FMCSA estimates that more than 60,000 U.S. service members currently operate trucks, buses or other heavy equipment that is similar to units requiring a CDL for civilian operation. Shown here is a heavy equipment transporter from Fort Knox’s 233rd Transportation Company.
The Federal Motor Carrier Safety Administration said Nov. 8 that it would change several regulations related to the commercial driver’s license program as soon as possible to make it easier for military veterans to obtain commercial driving jobs.
The announcement followed a study – also released Nov. 8 – that analyzed training, testing and licensing similarities and differences between military and civilian CDL requirements and identified ways to allow returning military personnel with training and experience in operating trucks, buses and heavy equipment to obtain state-issued CDLs more easily.
The proposed changes, which FMCSA said it would initiate this year, include:
- Giving active duty and recently separated veterans up to one year to take advantage of a military skills test waiver.

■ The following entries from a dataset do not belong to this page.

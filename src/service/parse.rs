//! Text scraping of external tool output.
//!
//! Tool output formats are versioned by their upstream projects, so everything
//! that depends on them lives here as pure functions.

use std::sync::OnceLock;

use regex::Regex;

fn percent_regex() -> &'static Regex {
    static PERCENT: OnceLock<Regex> = OnceLock::new();
    PERCENT.get_or_init(|| Regex::new(r"([0-9]+)\.[0-9]%").expect("percent pattern is valid"))
}

/// Integer part of the first `NN.N%` in `text`, capped at 100.
pub fn parse_percent(text: &str) -> Option<u8> {
    let caps = percent_regex().captures(text)?;
    let digits = caps.get(1)?.as_str();
    // More digits than fit in u32 still means "past 100".
    let value = digits.parse::<u32>().unwrap_or(u32::MAX);
    Some(value.min(100) as u8)
}

/// Convert a muxer progress ratio to a published percent in [0, 100].
pub fn merge_percent(ratio: f64) -> u8 {
    if ratio.is_nan() {
        return 0;
    }
    (ratio * 100.0).floor().clamp(0.0, 100.0) as u8
}

/// Seconds in an `HH:MM:SS(.fraction)` timestamp. Negative values are rejected.
pub fn parse_timestamp(value: &str) -> Option<f64> {
    let mut parts = value.trim().splitn(3, ':');
    let hours: f64 = parts.next()?.parse().ok()?;
    let minutes: f64 = parts.next()?.parse().ok()?;
    let seconds: f64 = parts.next()?.parse().ok()?;
    if hours < 0.0 || minutes < 0.0 || seconds < 0.0 {
        return None;
    }
    Some(hours * 3600.0 + minutes * 60.0 + seconds)
}

/// Input length from an ffmpeg banner line such as
/// `  Duration: 00:03:12.45, start: 0.000000, bitrate: 128 kb/s`.
pub fn parse_duration_line(line: &str) -> Option<f64> {
    let rest = line.trim_start().strip_prefix("Duration:")?;
    let stamp = rest.split(',').next()?;
    parse_timestamp(stamp)
}

/// Position from an ffmpeg `-progress` key such as `out_time=00:00:31.250000`.
pub fn parse_out_time_line(line: &str) -> Option<f64> {
    let value = line.trim().strip_prefix("out_time=")?;
    parse_timestamp(value)
}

The waiver, which FMCSA first implemented in 2011 and currently is good for just 90 days, allows states to waive CDL skills tests for service members with two years of safe driving experience with similar vehicles. Nearly 2,000 military personnel have taken advantage of the waiver, which is available now in 46 states and Washington, D.C.
- Allowing service members trained and employed in the operation of heavy vehicles similar to civilian motor vehicles to qualify immediately for CDLs while still on active duty. FMCSA estimates that this change currently would apply to more than 60,000 military personnel.

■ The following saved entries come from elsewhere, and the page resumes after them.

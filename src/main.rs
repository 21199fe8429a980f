//! Terminal 15-puzzle runner (default binary).
//!
//! Uses crossterm for input and the line-based renderer from `puzzle15::term`.
//! Gamepad polling (`GamepadTranslator::poll`) and tile clicks
//! (`GameAction::Select`) are left to hosts that have those devices.

use std::fs::File;
use std::sync::Mutex;
use std::time::{Duration, Instant};

use anyhow::{Context, Result};
use crossterm::event::{self, Event, KeyEventKind};
use tracing::info;

use puzzle15::config::AppConfig;
use puzzle15::core::{Game, GameEvent};
use puzzle15::input::{handle_key_event, should_quit};
use puzzle15::ranking::{JsonFileStore, MemoryStore, Ranking, RankingConfig, RankingStore};
use puzzle15::term::{BoardView, Frame, TerminalRenderer};
use puzzle15::types::{RANKING_LIMIT, TICK_MS};

fn main() -> Result<()> {
    let config = AppConfig::load(std::env::args_os())?;
    init_logging(&config)?;

    let game = match config.seed {
        Some(seed) => Game::new(seed),
        None => Game::from_entropy(),
    };
    info!(seed = game.seed(), "session created");

    let ranking_config = RankingConfig::from_env();
    match &config.ranking_dir {
        Some(dir) => {
            let ranking = Ranking::with_config(JsonFileStore::new(dir), ranking_config);
            run_terminal(game, ranking)
        }
        None => {
            let ranking = Ranking::with_config(MemoryStore::new(), ranking_config);
            run_terminal(game, ranking)
        }
    }
}

fn init_logging(config: &AppConfig) -> Result<()> {
    let Some(path) = &config.log_path else {
        return Ok(());
    };
    let file = File::create(path)
        .with_context(|| format!("failed to open log file {}", path.display()))?;
    tracing_subscriber::fmt()
        .with_writer(Mutex::new(file))
        .with_ansi(false)
        .with_max_level(config.log_level)
        .init();
    Ok(())
}

fn run_terminal<S: RankingStore>(game: Game, ranking: Ranking<S>) -> Result<()> {
    let mut term = TerminalRenderer::new();
    term.enter()?;

    let result = run(&mut term, game, ranking);

    // Always try to restore terminal state.
    let _ = term.exit();
    result
}

fn run<S: RankingStore>(
    term: &mut TerminalRenderer,
    mut game: Game,
    mut ranking: Ranking<S>,
) -> Result<()> {
    let view = BoardView::default();
    let mut frame = Frame::new();
    let mut best = ranking.top(RANKING_LIMIT);

    let mut last_tick = Instant::now();
    let tick_duration = Duration::from_millis(TICK_MS as u64);

    loop {
        // Render.
        view.render_into(&game.snapshot(), &best, &mut frame);
        term.draw_swap(&mut frame)?;

        // Input with timeout until next tick.
        let timeout = tick_duration
            .checked_sub(last_tick.elapsed())
            .unwrap_or_else(|| Duration::from_secs(0));

        if event::poll(timeout)? {
            match event::read()? {
                Event::Key(key) if key.kind == KeyEventKind::Press => {
                    if should_quit(key) {
                        return Ok(());
                    }
                    if let Some(action) = handle_key_event(key) {
                        game.apply_action(action);
                    }
                }
                Event::Resize(_, _) => term.invalidate(),
                _ => {}
            }
        }

        // Tick.
        if last_tick.elapsed() >= tick_duration {
            last_tick = Instant::now();

            if let Some(GameEvent::Completed { time, moves }) = game.tick(TICK_MS) {
                ranking.record(&time, moves);
                best = ranking.top(RANKING_LIMIT);
            }
        }
    }
}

- Allowing a service member who is stationed in one state but licensed in another to obtain a CDL before being discharged.
“The demand for truck drivers will continue to rise in the coming years, so we are taking action to remove the obstacles that prevent military veterans from finding employment in the industry,” said Federal Motor Carrier Safety Administrator Anne Ferro. “The men and women who serve in uniform commit their lives to protecting our country -- in many cases by operating heavy vehicles -- and there are no better credentials for becoming a safe truck or bus driver.”
FMCSA said it would consider other changes to ease the transition from military occupations to jobs requiring CDLs, including waiving the requirements for pre-employment drug testing for recently discharged military personnel based on their recent participation in random drug testing programs run by the military.